Cursing, Travis slowly let Kacey slip back to her feet and pushed her in front of him. Coward. Grandma stood there, arms crossed, staring lasers into both of them. “Rules, both of you, like children.”
“Wouldn’t want
my children acting that way…” Travis said behind Kacey. He just had to say something.
Grandma’s eyes narrowed as she stomped the rest of the way toward them. Being the dutiful fiancée that she was, when Grandma stopped in front of Kacey, Kacey moved out of the way so Grandma could grab a hold of Travis’s ear and drag him down the hall.
“Thanks a lot, Kace!” he called as Grandma led him out the front door.
Chapter Thirty-five
The cool night breeze blew across the Columbia River as Jake took a sip of beer. The view from the tree house had always been a family favorite. The tree house had been built with the river in mind. It was high enough to be able to see the view beyond the trees, but not too high, so that when Jake, Travis, and Kacey were little, they wouldn’t fall out and kill themselves.
Char had been there once, maybe twice.
He’d been eight when he met her for the first time. She walked right up to him and punched him in the nose. When the bleeding stopped two hours later, he asked why she did it.
Her answer?
He’d been staring at her funny.
Angry, he’d yelled at her and told her if she wasn’t so ugly he wouldn’t stare so hard.

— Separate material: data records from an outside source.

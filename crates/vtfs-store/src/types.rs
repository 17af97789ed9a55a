//! Core store types.
//!
//! An [`Inode`] owns mode, link count and size. A [`Binding`] maps a
//! (parent, name) pair to an inode; several bindings may share one inode
//! (hard links). [`DirEntry`] is the joined view handed back to callers.

use serde::{Deserialize, Serialize};

/// Inode number.
pub type Ino = u64;

/// Root inode, pre-provisioned for every tenant.
pub const ROOT_INO: Ino = 100;

/// First inode number handed out to a tenant with no inodes.
pub const FIRST_INO: Ino = 200;

/// Maximum length of a single name, in bytes.
pub const MAX_NAME_LEN: usize = 255;

/// Directory type bit.
pub const S_IFDIR: u32 = 0o040000;

/// Regular file type bit.
pub const S_IFREG: u32 = 0o100000;

/// Permission bits.
pub const PERM_MASK: u32 = 0o777;

/// Mode used for the synthesized root directory.
pub const ROOT_MODE: u32 = S_IFDIR | 0o755;

/// File type, derived from the mode bits.
#[derive(Debug, Clone, Copy, PartialEq, Eq, Serialize, Deserialize)]
pub enum FileKind {
    /// Regular file.
    File,
    /// Directory.
    Directory,
}

impl FileKind {
    /// Classify a mode. Anything without the directory bit holds content.
    pub fn from_mode(mode: u32) -> Self {
        if mode & S_IFDIR != 0 {
            FileKind::Directory
        } else {
            FileKind::File
        }
    }

    /// Returns true if this is a directory.
    pub fn is_dir(&self) -> bool {
        matches!(self, FileKind::Directory)
    }
}

/// Mode for a new directory: permission bits kept, directory bit forced.
pub fn dir_mode(mode: u32) -> u32 {
    (mode & PERM_MASK) | S_IFDIR
}

/// Per-tenant inode record.
#[derive(Debug, Clone, PartialEq, Eq, Serialize, Deserialize)]
pub struct Inode {
    pub ino: Ino,
    /// POSIX mode bits (type + permissions).
    pub mode: u32,
    /// Number of bindings referencing this inode.
    pub nlink: u32,
    /// Logical size in bytes; always 0 for directories.
    pub size: u64,
}

impl Inode {
    /// A fresh inode with one link and no content.
    pub fn new(ino: Ino, mode: u32) -> Self {
        Self {
            ino,
            mode,
            nlink: 1,
            size: 0,
        }
    }

    /// The tenant root. Never stored.
    pub fn root() -> Self {
        Self::new(ROOT_INO, ROOT_MODE)
    }

    pub fn kind(&self) -> FileKind {
        FileKind::from_mode(self.mode)
    }

    /// Returns true if this is a directory.
    pub fn is_dir(&self) -> bool {
        self.kind().is_dir()
    }
}

/// A (parent, name) → inode association.
#[derive(Debug, Clone, PartialEq, Eq, Serialize, Deserialize)]
pub struct Binding {
    pub parent: Ino,
    pub name: String,
    pub ino: Ino,
}

impl Binding {
    pub fn new(parent: Ino, name: impl Into<String>, ino: Ino) -> Self {
        Self {
            parent,
            name: name.into(),
            ino,
        }
    }
}

/// Directory entry: a binding joined with its inode.
#[derive(Debug, Clone, PartialEq, Eq, Serialize, Deserialize)]
pub struct DirEntry {
    pub parent: Ino,
    /// Entry name (not a path).
    pub name: String,
    pub ino: Ino,
    pub mode: u32,
    pub nlink: u32,
    pub size: u64,
}

impl DirEntry {
    /// Join a binding with the inode it references.
    pub fn from_parts(binding: Binding, inode: &Inode) -> Self {
        Self {
            parent: binding.parent,
            name: binding.name,
            ino: inode.ino,
            mode: inode.mode,
            nlink: inode.nlink,
            size: inode.size,
        }
    }

    pub fn kind(&self) -> FileKind {
        FileKind::from_mode(self.mode)
    }

    /// Returns true if this entry is a directory.
    pub fn is_dir(&self) -> bool {
        self.kind().is_dir()
    }
}

/// A stored contiguous byte run of one inode's content.
#[derive(Debug, Clone, PartialEq, Eq)]
pub struct Chunk {
    pub offset: u64,
    pub data: Vec<u8>,
}

impl Chunk {
    pub fn new(offset: u64, data: Vec<u8>) -> Self {
        Self { offset, data }
    }

    /// Exclusive end offset.
    pub fn end(&self) -> u64 {
        self.offset + self.data.len() as u64
    }

    /// Returns true if this chunk intersects `[start, end)`.
    pub fn overlaps(&self, start: u64, end: u64) -> bool {
        self.offset < end && self.end() > start
    }
}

She’d cried—and so began their tumultuous relationship throughout elementary school.
In middle school things had changed. She’d started turning into a really pretty girl, a pretty girl that still wanted nothing to do with him.
Until sixth grade. He’d written a note to her during study hall and asked her to hang out during break.
They were inseparable after that. It had been about a damn Twinkie. The Hostess kind that you knew would probably survive a nuclear holocaust if need be. Seriously, that would be the one food that aliens would find millions of years from now. No mold. Just as yellow as ever.
He’d always hated Twinkies, but that day, he’d decided to take it. He never told her he hated them. He just pretended to save them for later, all the while watching her eat hers. She’d been so pretty. Her hair was a lot darker than it was now. More black then chestnut.
Her eyes had been such a pretty contrast to her dark hair that he’d found himself staring at her again. This time she didn’t punch him; she just blushed and looked away.
In that moment he knew the crush was bad. He was even embarrassed to tell Kacey, who at the time was his best friend in the world. Forget telling Travis; Travis hated everyone and Jake had always felt like he was being compared to Travis as a child. So he kept it to himself.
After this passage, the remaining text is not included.